THE MODEL EXPLANATORY VARIABLES ARE EITHER FIXED (DETERMINISTIC) VARIABLES OR RANDOM VARIABLES (OR A MIXTURE OF BOTH)

WHETHER THE EXPLANATORY VARIABLES ARE FIXED OR RANDOM (OR A MIXTURE OF BOTH) DOES NOT AFFECT BIAS OR CONSISTENCY.  WHAT IS AFFECTED IS TESTS OF SIGNIFICANCE OF MODEL PARAMETERS.  THESE TESTS MUST TAKE INTO ACCOUNT RANDOM VARIABILITY OF THE REGRESSORS (EXPLANATORY VARIABLES).

THE MODEL ERROR TERMS ARE UNCORRELATED WITH THE EXPLANATORY VARIABLES (IF THEY ARE RANDOM VARIABLES)

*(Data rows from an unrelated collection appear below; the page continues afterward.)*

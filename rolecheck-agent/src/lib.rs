mod aggregator;
mod config;
mod event;
mod invoker;
mod observer;
mod record;
mod schema;
mod validation;

pub use aggregator::{RunAggregator, RunReport, RunTotals};
pub use config::{ClassifierConfig, DEFAULT_MODEL, DEFAULT_ROLE, MAX_ATTEMPTS};
pub use event::{validate_phase_order, validate_recorded_once, RunEvent};
pub use invoker::{CallOutcome, ModelInvoker, ModelResponse};
pub use observer::{NoopObserver, RunObserver};
pub use record::{ClassificationRecord, FailureDiagnostic, RecordBuilder, RecordStatus, ERROR_LABEL};
pub use schema::SchemaContract;
pub use validation::{validate_response, FailureKind, ValidatedFields, ValidationError};
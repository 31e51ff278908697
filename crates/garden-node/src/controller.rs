use embedded_hal::pwm::SetDutyCycle;

use embedded_hal_async::i2c::I2c;

use garden_drivers::bh1750::{Bh1750, Bh1750Error};

use tracing::{debug, error, warn};

use crate::error::{Error, ErrorKind, Result};
use crate::regulator::{Regulator, RegulatorGains};
use crate::setpoint::SetpointCurve;

// Full-scale lamp drive written to the PWM sink.
const PWM_FULL_SCALE: u16 = 255;

fn bus_error(info: String) -> Error {
    Error::new(ErrorKind::BusReadShortfall, info)
}

/// A source of ambient luminosity.
pub trait LightSensor {
    /// Prepares the sensor for periodic reads.
    ///
    /// # Errors
    ///
    /// Bus failures are reported as [`ErrorKind::BusReadShortfall`].
    fn start(&mut self) -> impl Future<Output = Result<()>>;

    /// Reads the current luminosity.
    ///
    /// # Errors
    ///
    /// A read that does not return a whole sample is reported as
    /// [`ErrorKind::BusReadShortfall`].
    fn luminosity(&mut self) -> impl Future<Output = Result<f32>>;

    /// Puts the sensor to sleep.
    ///
    /// # Errors
    ///
    /// Bus failures are reported as [`ErrorKind::BusReadShortfall`].
    fn stop(&mut self) -> impl Future<Output = Result<()>>;
}

impl<I2C, E> LightSensor for Bh1750<I2C>
where
    I2C: I2c<u8, Error = E>,
    E: core::fmt::Debug,
{
    async fn start(&mut self) -> Result<()> {
        let address = self.address() as u8;
        self.power_on().await.map_err(|e| {
            bus_error(format!("Unable to power on the light sensor at {address:#04x}: {e:?}"))
        })?;
        self.start_continuous_measurement().await.map_err(|e| {
            bus_error(format!("Unable to start the light sensor at {address:#04x}: {e:?}"))
        })
    }

    async fn luminosity(&mut self) -> Result<f32> {
        self.latest_measurement().await.map_err(|e| match e {
            Bh1750Error::I2c(e) => bus_error(format!("Fewer than 2 bytes read: {e:?}")),
            Bh1750Error::ContinuousMeasurementNotStarted => {
                bus_error("Continuous measurement not started".into())
            }
        })
    }

    async fn stop(&mut self) -> Result<()> {
        let address = self.address() as u8;
        self.power_down().await.map_err(|e| {
            bus_error(format!("Unable to power down the light sensor at {address:#04x}: {e:?}"))
        })
    }
}

/// A snapshot of the regulation state after a step.
#[derive(Debug, Clone, Copy, PartialEq)]
pub struct ControlState {
    /// Current consigne.
    pub consigne: f32,
    /// Last luminosity read from the sensor.
    pub luminosity: f32,
    /// Integrator accumulator.
    pub integrator: f32,
    /// Lamp drive in the `0..=255` domain.
    pub drive: f32,
}

impl ControlState {
    /// Lamp drive as a percentage of the full drive.
    #[must_use]
    #[inline]
    pub fn lamp_percent(&self) -> f32 {
        self.drive / 2.55
    }
}

/// The lamp brightness controller.
///
/// Each step recomputes the consigne for the hour of the day, reads the
/// ambient luminosity and runs one regulation step. A failed light read
/// keeps the previous luminosity for that step.
pub struct Controller<L, P>
where
    L: LightSensor,
    P: SetDutyCycle,
{
    light: L,
    pwm: P,
    curve: SetpointCurve,
    regulator: Regulator,
    consigne: f32,
    luminosity: f32,
}

impl<L, P> Controller<L, P>
where
    L: LightSensor,
    P: SetDutyCycle,
{
    /// Creates a [`Controller`].
    #[must_use]
    #[inline]
    pub const fn new(light: L, pwm: P, curve: SetpointCurve, gains: RegulatorGains) -> Self {
        Self {
            light,
            pwm,
            curve,
            regulator: Regulator::new(gains),
            consigne: 0.0,
            luminosity: 0.0,
        }
    }

    /// Starts the light sensor.
    ///
    /// # Errors
    ///
    /// See [`LightSensor::start`].
    pub async fn start(&mut self) -> Result<()> {
        self.light.start().await
    }

    /// Puts the light sensor to sleep.
    ///
    /// # Errors
    ///
    /// See [`LightSensor::stop`].
    pub async fn stop(&mut self) -> Result<()> {
        self.light.stop().await
    }

    /// Runs one regulation step for the given hour of the day.
    pub async fn step(&mut self, hour: f32) -> ControlState {
        self.consigne = self.curve.consigne(hour);

        match self.light.luminosity().await {
            Ok(luminosity) => self.luminosity = luminosity,
            Err(e) => warn!("Keeping luminosity {}: {e}", self.luminosity),
        }

        let regulation = self.regulator.update(self.consigne, self.luminosity);
        if let Some(value) = regulation.write {
            match self
                .pwm
                .set_duty_cycle_fraction(u16::from(value), PWM_FULL_SCALE)
            {
                Ok(()) => {
                    self.regulator.mark_written(value);
                    debug!(value, "Lamp drive written");
                }
                Err(e) => error!(
                    "{}",
                    Error::new(ErrorKind::Actuator, format!("Unable to write {value}: {e:?}"))
                ),
            }
        }

        self.state()
    }

    /// The current regulation state.
    #[must_use]
    pub fn state(&self) -> ControlState {
        ControlState {
            consigne: self.consigne,
            luminosity: self.luminosity,
            integrator: self.regulator.integrator(),
            drive: self.regulator.drive(),
        }
    }
}
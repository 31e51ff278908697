use std::borrow::Cow;
use std::fmt;

/// All possible error kinds.
///
/// None of them is fatal: the node logs the error, keeps its previous
/// values and carries on with the next tick.
#[derive(Debug, Clone, Copy, PartialEq, Eq)]
pub enum ErrorKind {
    /// The light sensor returned fewer bytes than requested.
    BusReadShortfall,
    /// The climate sensor did not complete its transmission in time.
    AcquisitionTimeout,
    /// The climate frame was received but failed checksum validation.
    ChecksumMismatch,
    /// The climate sensor data line could not be driven.
    LineControl,
    /// The telemetry endpoint could not be reached or refused the record.
    TelemetryFailure,
    /// The lamp drive could not be written.
    Actuator,
    /// Invalid configuration.
    Configuration,
}

impl ErrorKind {
    pub(crate) const fn description(self) -> &'static str {
        match self {
            Self::BusReadShortfall => "Light sensor bus read shortfall",
            Self::AcquisitionTimeout => "Climate acquisition timeout",
            Self::ChecksumMismatch => "Climate frame checksum mismatch",
            Self::LineControl => "Climate sensor line control",
            Self::TelemetryFailure => "Telemetry failure",
            Self::Actuator => "Lamp actuator",
            Self::Configuration => "Configuration",
        }
    }
}

impl fmt::Display for ErrorKind {
    fn fmt(&self, f: &mut fmt::Formatter<'_>) -> fmt::Result {
        self.description().fmt(f)
    }
}

/// A node error.
#[derive(Debug, Clone, PartialEq, Eq)]
pub struct Error {
    kind: ErrorKind,
    info: Cow<'static, str>,
}

impl Error {
    /// Creates an [`Error`].
    ///
    /// Implementations of the node seams, such as
    /// [`LightSensor`](crate::controller::LightSensor), use it to report
    /// their failures with the matching [`ErrorKind`].
    #[must_use]
    pub fn new(kind: ErrorKind, info: impl Into<Cow<'static, str>>) -> Self {
        Self {
            kind,
            info: info.into(),
        }
    }

    /// The [`ErrorKind`].
    #[must_use]
    #[inline]
    pub const fn kind(&self) -> ErrorKind {
        self.kind
    }

    /// Information about the error.
    #[must_use]
    #[inline]
    pub fn info(&self) -> &str {
        &self.info
    }
}

impl fmt::Display for Error {
    fn fmt(&self, f: &mut fmt::Formatter<'_>) -> fmt::Result {
        write!(f, "{}: {}", self.kind, self.info)
    }
}

impl std::error::Error for Error {}

impl From<serde_json::Error> for Error {
    fn from(e: serde_json::Error) -> Self {
        Self::new(ErrorKind::Configuration, format!("Invalid JSON: {e}"))
    }
}

/// A specialized [`Result`] type for [`Error`].
pub type Result<T> = std::result::Result<T, Error>;
use embedded_hal::pwm::SetDutyCycle;

use tracing::{debug, error, info};

use crate::climate::{Climate, ClimateSensor, SensorReading};
use crate::clock::{WallClock, hour_of_day, timestamp};
use crate::config::NodeConfig;
use crate::controller::{ControlState, Controller, LightSensor};
use crate::scheduler::{Slot, Tick};
use crate::telemetry::{TelemetryRecord, TelemetrySink};

/// A garden node.
///
/// Owns the lamp controller, the climate sensor, the telemetry sink and the
/// wall clock. Driven by a [`Scheduler`](crate::scheduler::Scheduler)
/// through its [`Tick`] implementation.
pub struct Node<L, P, A, S, K>
where
    L: LightSensor,
    P: SetDutyCycle,
    A: ClimateSensor,
    S: TelemetrySink,
    K: WallClock,
{
    device_id: String,
    controller: Controller<L, P>,
    climate: Climate<A>,
    sink: S,
    clock: K,
}

impl<L, P, A, S, K> Node<L, P, A, S, K>
where
    L: LightSensor,
    P: SetDutyCycle,
    A: ClimateSensor,
    S: TelemetrySink,
    K: WallClock,
{
    /// Creates a [`Node`].
    #[must_use]
    pub fn new(config: &NodeConfig, light: L, pwm: P, climate: A, sink: S, clock: K) -> Self {
        Self {
            device_id: config.device_id.clone(),
            controller: Controller::new(light, pwm, config.setpoint, config.gains),
            climate: Climate::new(climate),
            sink,
            clock,
        }
    }

    /// Starts the light sensor.
    ///
    /// A failure is logged and the node keeps running.
    pub async fn setup(&mut self) {
        match self.controller.start().await {
            Ok(()) => info!("Light sensor started"),
            Err(e) => error!("Light sensor setup failed: {e}"),
        }
    }

    /// Puts the light sensor to sleep, once the scheduler has stopped.
    ///
    /// A failure is logged.
    pub async fn shutdown(&mut self) {
        match self.controller.stop().await {
            Ok(()) => info!("Light sensor powered down"),
            Err(e) => error!("Light sensor shutdown failed: {e}"),
        }
    }

    /// The device identifier.
    #[must_use]
    #[inline]
    pub fn device_id(&self) -> &str {
        &self.device_id
    }

    /// The current regulation state.
    #[must_use]
    pub fn control_state(&self) -> ControlState {
        self.controller.state()
    }

    /// The climate bookkeeping.
    #[must_use]
    #[inline]
    pub const fn climate(&self) -> &Climate<A> {
        &self.climate
    }

    /// The telemetry sink.
    #[must_use]
    #[inline]
    pub const fn sink(&self) -> &S {
        &self.sink
    }

    fn record(&self, timestamp: String, state: &ControlState) -> TelemetryRecord {
        let latest = self.climate.latest();
        TelemetryRecord {
            timestamp,
            device_id: self.device_id.clone(),
            luminosity: state.luminosity,
            lamp: state.lamp_percent(),
            consigne: state.consigne,
            humidity: latest.map(|m| m.humidity),
            temperature: latest.map(|m| m.temperature),
        }
    }

    fn log_status(&self, state: &ControlState, reading: Option<SensorReading>) {
        let latest = self.climate.latest();
        info!(
            consigne = state.consigne,
            luminosity = state.luminosity,
            drive = state.drive,
            humidity = latest.map(|m| m.humidity),
            temperature = latest.map(|m| m.temperature),
            last_acquisition = ?reading.map(|r| r.status),
            "Status"
        );
    }
}

impl<L, P, A, S, K> Tick for Node<L, P, A, S, K>
where
    L: LightSensor,
    P: SetDutyCycle,
    A: ClimateSensor,
    S: TelemetrySink,
    K: WallClock,
{
    async fn tick(&mut self, slot: Slot) {
        let now = self.clock.now();
        let state = self.controller.step(hour_of_day(&now)).await;
        debug!(
            tick = slot.tick,
            consigne = state.consigne,
            luminosity = state.luminosity,
            drive = state.drive,
            "Regulation step"
        );

        if slot.acquire {
            let _ = self.climate.measure();
        }

        if slot.report {
            let record = self.record(timestamp(&now), &state);
            if let Err(e) = self.sink.send(&record).await {
                error!("Telemetry record dropped: {e}");
            }
        }

        if slot.status {
            self.log_status(&state, self.climate.last_reading());
        }
    }
}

IF THE EXPLANATORY VARIABLES ARE FIXED, THEN THERE IS NO CONSIDERATION OF CORRELATION OF THE MODEL ERROR TERMS WITH THEM (SINCE THEY ARE NOT RANDOM VARIABLES).  IF THE EXPLANATORY VARIABLES ARE RANDOM, THEN IT IS ESSENTIAL THAT THE MODEL ERROR TERMS BE UNCORRELATED WITH THEM.  OTHERWISE, THE PARAMETER ESTIMATES MAY BE BIASED.  CORRELATION BETWEEN THE ERROR TERMS AND THE EXPLANATORY VARIABLES IS POTENTIALLY VERY SERIOUS: IF CORRELATION EXISTS BETWEEN A SINGLE EXPLANATORY VARIABLE (IN A MODEL CONTAINING SEVERAL EXPLANATORY VARIABLES) AND THE MODEL ERROR TERM, THEN ALL OF THE PARAMETER ESTIMATES MAY BE BIASED (NOT JUST THE ESTIMATE ASSOCIATED WITH THE SINGLE EXPLANATORY VARIABLE THAT IS CORRELATED WITH THE MODEL ERROR TERM).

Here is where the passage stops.